* _WHAT YOU NEED TO DO_
Down to the last line, repeat the records exactly.

-------------------------

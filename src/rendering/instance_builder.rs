//! Per-slot instance data handed to the external renderer.
//!
//! The renderer draws one instanced primitive per slot every frame, dead slots
//! included, so the buffer length always equals the pool capacity. Dead slots
//! are parked far outside the visible volume with zero scale.

use bytemuck::{Pod, Zeroable};
use glam::{Mat4, Vec3};

/// Where dead slots are parked, well outside any camera frustum
pub const PARKED_POSITION: Vec3 = Vec3::new(0.0, -10_000.0, 0.0);

/// Instance data for one particle (must match the renderer's vertex layout)
#[repr(C)]
#[derive(Copy, Clone, Debug, PartialEq, Pod, Zeroable)]
pub struct ParticleInstance {
    /// Column-major world transform: translation + uniform scale, no rotation
    pub transform: [[f32; 4]; 4],
    /// RGB color, alpha always 1.0
    pub color: [f32; 4],
}

impl ParticleInstance {
    pub fn new(position: Vec3, scale: f32, color: Vec3) -> Self {
        let transform = Mat4::from_scale_rotation_translation(
            Vec3::splat(scale),
            glam::Quat::IDENTITY,
            position,
        );
        Self {
            transform: transform.to_cols_array_2d(),
            color: color.extend(1.0).to_array(),
        }
    }

    pub fn parked() -> Self {
        Self::new(PARKED_POSITION, 0.0, Vec3::ZERO)
    }

    pub fn position(&self) -> Vec3 {
        Vec3::new(
            self.transform[3][0],
            self.transform[3][1],
            self.transform[3][2],
        )
    }

    /// Uniform scale stored on the transform diagonal
    pub fn scale(&self) -> f32 {
        self.transform[0][0]
    }
}

/// Fixed-length array of [`ParticleInstance`] rewritten every frame
pub struct InstanceBuffer {
    instances: Vec<ParticleInstance>,
}

impl InstanceBuffer {
    /// Create a buffer of `len` parked instances
    pub fn new(len: usize) -> Self {
        Self {
            instances: vec![ParticleInstance::parked(); len],
        }
    }

    pub fn len(&self) -> usize {
        self.instances.len()
    }

    pub fn is_empty(&self) -> bool {
        self.instances.is_empty()
    }

    /// Match the slot count of the producer. Only allocates when it changes.
    pub fn resize(&mut self, len: usize) {
        if self.instances.len() != len {
            self.instances.resize(len, ParticleInstance::parked());
        }
    }

    #[inline]
    pub fn set(&mut self, index: usize, position: Vec3, scale: f32, color: Vec3) {
        self.instances[index] = ParticleInstance::new(position, scale, color);
    }

    #[inline]
    pub fn park(&mut self, index: usize) {
        self.instances[index] = ParticleInstance::parked();
    }

    pub fn instances(&self) -> &[ParticleInstance] {
        &self.instances
    }

    /// Raw bytes for a GPU vertex/storage buffer upload
    pub fn as_bytes(&self) -> &[u8] {
        bytemuck::cast_slice(&self.instances)
    }
}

-------------------------

* _FINAL ANSWER_
filename src/rendering/instance_builder.rs
//! Per-slot instance data handed to the external renderer.
//!
//! The renderer draws one instanced primitive per slot every frame, dead slots
//! included, so the buffer length always equals the pool capacity. Dead slots
//! are parked far outside the visible volume with zero scale.

use bytemuck::{Pod, Zeroable};
use glam::{Mat4, Vec3};

/// Where dead slots are parked, well outside any camera frustum
pub const PARKED_POSITION: Vec3 = Vec3::new(0.0, -10_000.0, 0.0);

/// Instance data for one particle (must match the renderer's vertex layout)
#[repr(C)]
#[derive(Copy, Clone, Debug, PartialEq, Pod, Zeroable)]
pub struct ParticleInstance {
    /// Column-major world transform: translation + uniform scale, no rotation
    pub transform: [[f32; 4]; 4],
    /// RGB color, alpha always 1.0
    pub color: [f32; 4],
}

impl ParticleInstance {
    pub fn new(position: Vec3, scale: f32, color: Vec3) -> Self {
        let transform = Mat4::from_scale_rotation_translation(
            Vec3::splat(scale),
            glam::Quat::IDENTITY,
            position,
        );
        Self {
            transform: transform.to_cols_array_2d(),
            color: color.extend(1.0).to_array(),
        }
    }

    pub fn parked() -> Self {
        Self::new(PARKED_POSITION, 0.0, Vec3::ZERO)
    }

    pub fn position(&self) -> Vec3 {
        Vec3::new(
            self.transform[3][0],
            self.transform[3][1],
            self.transform[3][2],
        )
    }

    /// Uniform scale stored on the transform diagonal
    pub fn scale(&self) -> f32 {
        self.transform[0][0]
    }
}

/// Fixed-length array of [`ParticleInstance`] rewritten every frame
pub struct InstanceBuffer {
    instances: Vec<ParticleInstance>,
}

impl InstanceBuffer {
    /// Create a buffer of `len` parked instances
    pub fn new(len: usize) -> Self {
        Self {
            instances: vec![ParticleInstance::parked(); len],
        }
    }

    pub fn len(&self) -> usize {
        self.instances.len()
    }

    pub fn is_empty(&self) -> bool {
        self.instances.is_empty()
    }

    /// Match the slot count of the producer. Only allocates when it changes.
    pub fn resize(&mut self, len: usize) {
        if self.instances.len() != len {
            self.instances.resize(len, ParticleInstance::parked());
        }
    }

    #[inline]
    pub fn set(&mut self, index: usize, position: Vec3, scale: f32, color: Vec3) {
        self.instances[index] = ParticleInstance::new(position, scale, color);
    }

    #[inline]
    pub fn park(&mut self, index: usize) {
        self.instances[index] = ParticleInstance::parked();
    }

    pub fn instances(&self) -> &[ParticleInstance] {
        &self.instances
    }

    /// Raw bytes for a GPU vertex/storage buffer upload
    pub fn as_bytes(&self) -> &[u8] {
        bytemuck::cast_slice(&self.instances)
    }
}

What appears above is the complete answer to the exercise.